Through the analysis and argumentation, as well as the design and experimentation of innovative methods in this study, we gradually recommend MOOCs to enable the effectiveness of STEM education. Based on the mining and prediction of data value, on the one hand, it might help teachers more accurately guide and cultivate students’ ability to think and solve problems, thereby helping learners better adapt to future work changes, discover new values, and generate innovation (Xia., 2022). On the other hand, it might enable to optimize the effective sharing of online resources and flexibly implement key service scheduling mechanisms in MOOCs, achieve more reliable analysis and prediction of learner preferences and needs, timely recommend applicable learning resources and efficient learning methods, help learners build positive and efficient learning behaviors in the shortest possible time, drive learners to self discover and solve problems, and explore the innovative ability of active learning and reflective learning. Furthermore, to provide more comprehensive support for interaction and collaboration among STEM learners during the learning process, with learning tasks as the goal, this study encourages learners to cooperate and share in teams, cultivate their teamwork spirits, and form a proactive learner social circle in MOOCs. This helps learners realize each other’s skills and knowledge, fully leverage their personal strengths and improve their teamwork abilities. Finally, the analytical conclusions of this study can provide some key basis for the integration of MOOCs and STEM education.

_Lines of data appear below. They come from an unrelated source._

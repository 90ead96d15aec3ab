mod admin;
mod backend;
mod classify;
mod config;
mod masking;
mod metrics;
mod protocol;
mod router;
mod sescmd;

use std::sync::atomic::{AtomicU32, Ordering};
use std::sync::Arc;
use std::time::Duration;

use parking_lot::RwLock;
use tokio::net::TcpListener;
use tokio::signal;
use tokio::task::JoinSet;
use tracing::{error, info, warn, Level};
use tracing_subscriber::EnvFilter;

use admin::{AdminState, SessionRegistry};
use backend::ServerInfo;
use config::Config;
use masking::MaskingRules;
use router::{RouterSession, SessionContext};

/// Global connection counter for generating unique session IDs
static CONNECTION_COUNTER: AtomicU32 = AtomicU32::new(1);

/// Graceful shutdown timeout (wait for sessions to close)
const GRACEFUL_SHUTDOWN_TIMEOUT: Duration = Duration::from_secs(30);

#[tokio::main]
async fn main() -> anyhow::Result<()> {
    tracing_subscriber::fmt()
        .with_env_filter(
            EnvFilter::builder()
                .with_default_directive(Level::INFO.into())
                .from_env_lossy(),
        )
        .init();

    let config = load_or_default_config()?;

    let servers: Vec<Arc<ServerInfo>> = config
        .cluster
        .servers
        .iter()
        .map(|s| Arc::new(ServerInfo::new(&s.name, &s.host, s.port, s.role)))
        .collect();
    info!(
        servers = ?servers.iter().map(|s| s.name.as_str()).collect::<Vec<_>>(),
        "Cluster configured"
    );

    let masking = Arc::new(RwLock::new(Arc::new(load_masking_rules(&config))));
    let registry = Arc::new(SessionRegistry::new());

    let addr = format!("{}:{}", config.server.listen_addr, config.server.listen_port);
    let listener = TcpListener::bind(&addr).await?;
    info!(addr = %addr, "Hermes MySQL proxy listening");

    // Admin API + metrics endpoint
    let admin_addr = format!(
        "{}:{}",
        config.admin.listen_addr, config.admin.listen_port
    );
    let admin_state = Arc::new(AdminState {
        config: config.clone(),
        servers: servers.clone(),
        sessions: registry.clone(),
        masking: masking.clone(),
    });
    tokio::spawn(async move {
        if let Err(e) = admin::serve(admin_addr, admin_state).await {
            error!(error = %e, "Admin API failed");
        }
    });

    // SIGHUP reloads the masking rules; a malformed file leaves the
    // previous rule set active
    spawn_masking_reload(config.clone(), masking.clone());

    let mut sessions: JoinSet<()> = JoinSet::new();

    loop {
        tokio::select! {
            _ = shutdown_signal() => {
                info!("Shutdown signal received, stopping accept loop");
                break;
            }

            accept_result = listener.accept() => {
                let (stream, peer_addr) = match accept_result {
                    Ok(v) => v,
                    Err(e) => {
                        error!(error = %e, "Failed to accept connection");
                        continue;
                    }
                };

                let session_id = CONNECTION_COUNTER.fetch_add(1, Ordering::SeqCst);
                info!(session_id = session_id, peer = %peer_addr, "New connection");

                let ctx = SessionContext {
                    id: session_id,
                    servers: servers.clone(),
                    user: config.cluster.user.clone(),
                    password: config.cluster.password.clone(),
                    config: config.router.clone(),
                    masking: masking.clone(),
                    registry: Some(registry.clone()),
                    client_host: peer_addr.ip().to_string(),
                };

                sessions.spawn(async move {
                    let session = RouterSession::new(ctx);
                    if let Err(e) = session.run(stream).await {
                        warn!(session_id = session_id, error = %e, "Session ended with error");
                    } else {
                        info!(session_id = session_id, "Session ended");
                    }
                });
            }
        }
    }

    // Graceful shutdown: wait for active sessions to complete
    let active_count = sessions.len();
    if active_count > 0 {
        info!(
            active_sessions = active_count,
            timeout_secs = GRACEFUL_SHUTDOWN_TIMEOUT.as_secs(),
            "Waiting for active sessions to complete"
        );

        let shutdown_deadline = tokio::time::Instant::now() + GRACEFUL_SHUTDOWN_TIMEOUT;

        loop {
            if sessions.is_empty() {
                info!("All sessions completed gracefully");
                break;
            }

            tokio::select! {
                _ = tokio::time::sleep_until(shutdown_deadline) => {
                    warn!(
                        remaining_sessions = sessions.len(),
                        "Graceful shutdown timeout, aborting remaining sessions"
                    );
                    sessions.abort_all();
                    break;
                }

                Some(result) = sessions.join_next() => {
                    if let Err(e) = result {
                        if !e.is_cancelled() {
                            error!(error = %e, "Session task panicked");
                        }
                    }
                }
            }
        }
    }

    info!("Hermes shutdown complete");
    Ok(())
}

/// Wait for shutdown signal (SIGTERM or SIGINT)
async fn shutdown_signal() {
    let ctrl_c = async {
        signal::ctrl_c()
            .await
            .expect("Failed to install Ctrl+C handler");
    };

    #[cfg(unix)]
    let terminate = async {
        signal::unix::signal(signal::unix::SignalKind::terminate())
            .expect("Failed to install SIGTERM handler")
            .recv()
            .await;
    };

    #[cfg(not(unix))]
    let terminate = std::future::pending::<()>();

    tokio::select! {
        _ = ctrl_c => {},
        _ = terminate => {},
    }
}

fn load_or_default_config() -> anyhow::Result<Config> {
    let config_paths = ["config/hermes.toml", "hermes.toml"];

    for path in config_paths {
        match config::load_config(path) {
            Ok(config) => {
                info!(path = path, "Loaded configuration");
                return Ok(config);
            }
            Err(e) => {
                warn!(path = path, error = %e, "Failed to load config");
            }
        }
    }

    anyhow::bail!("no configuration file found (tried config/hermes.toml, hermes.toml)")
}

fn load_masking_rules(config: &Config) -> MaskingRules {
    let Some(path) = &config.masking.rules_path else {
        return MaskingRules::default();
    };
    match MaskingRules::load(path) {
        Ok(rules) => {
            info!(path = %path, rules = rules.len(), "Masking rules loaded");
            rules
        }
        Err(e) => {
            error!(path = %path, error = %e, "Failed to load masking rules; masking disabled");
            MaskingRules::default()
        }
    }
}

#[cfg(unix)]
fn spawn_masking_reload(config: Config, masking: Arc<RwLock<Arc<MaskingRules>>>) {
    let Some(path) = config.masking.rules_path.clone() else {
        return;
    };
    tokio::spawn(async move {
        let mut hangup = match signal::unix::signal(signal::unix::SignalKind::hangup()) {
            Ok(s) => s,
            Err(e) => {
                error!(error = %e, "Failed to install SIGHUP handler");
                return;
            }
        };
        while hangup.recv().await.is_some() {
            match MaskingRules::load(&path) {
                Ok(rules) => {
                    info!(path = %path, rules = rules.len(), "Masking rules reloaded");
                    *masking.write() = Arc::new(rules);
                }
                Err(e) => {
                    error!(path = %path, error = %e,
                        "Masking rules reload failed; keeping previous rule set");
                }
            }
        }
    });
}

#[cfg(not(unix))]
fn spawn_masking_reload(_config: Config, _masking: Arc<RwLock<Arc<MaskingRules>>>) {}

While fully exploring and predicting the value of existing learning behavior instances, it can better achieve feedback and early warning for subsequent learning processes, optimize learning experiences, improve learning quality, reduce negative emotions in the learning process, cut down dropout rate, and enhance the reliability and feasibility of MOOCs effectively assisting STEM education, the whole research has strong practical significance.

In the following work, the data description and analysis will be further optimized based on changes and substitutions in factors that describe learning behavior. The topological relationships of learning behavior routing will also be enriched, and the robustness and accuracy of the STEM_DP will be expanded to provide more technical decisions for the effective promotion of online STEM education and learning.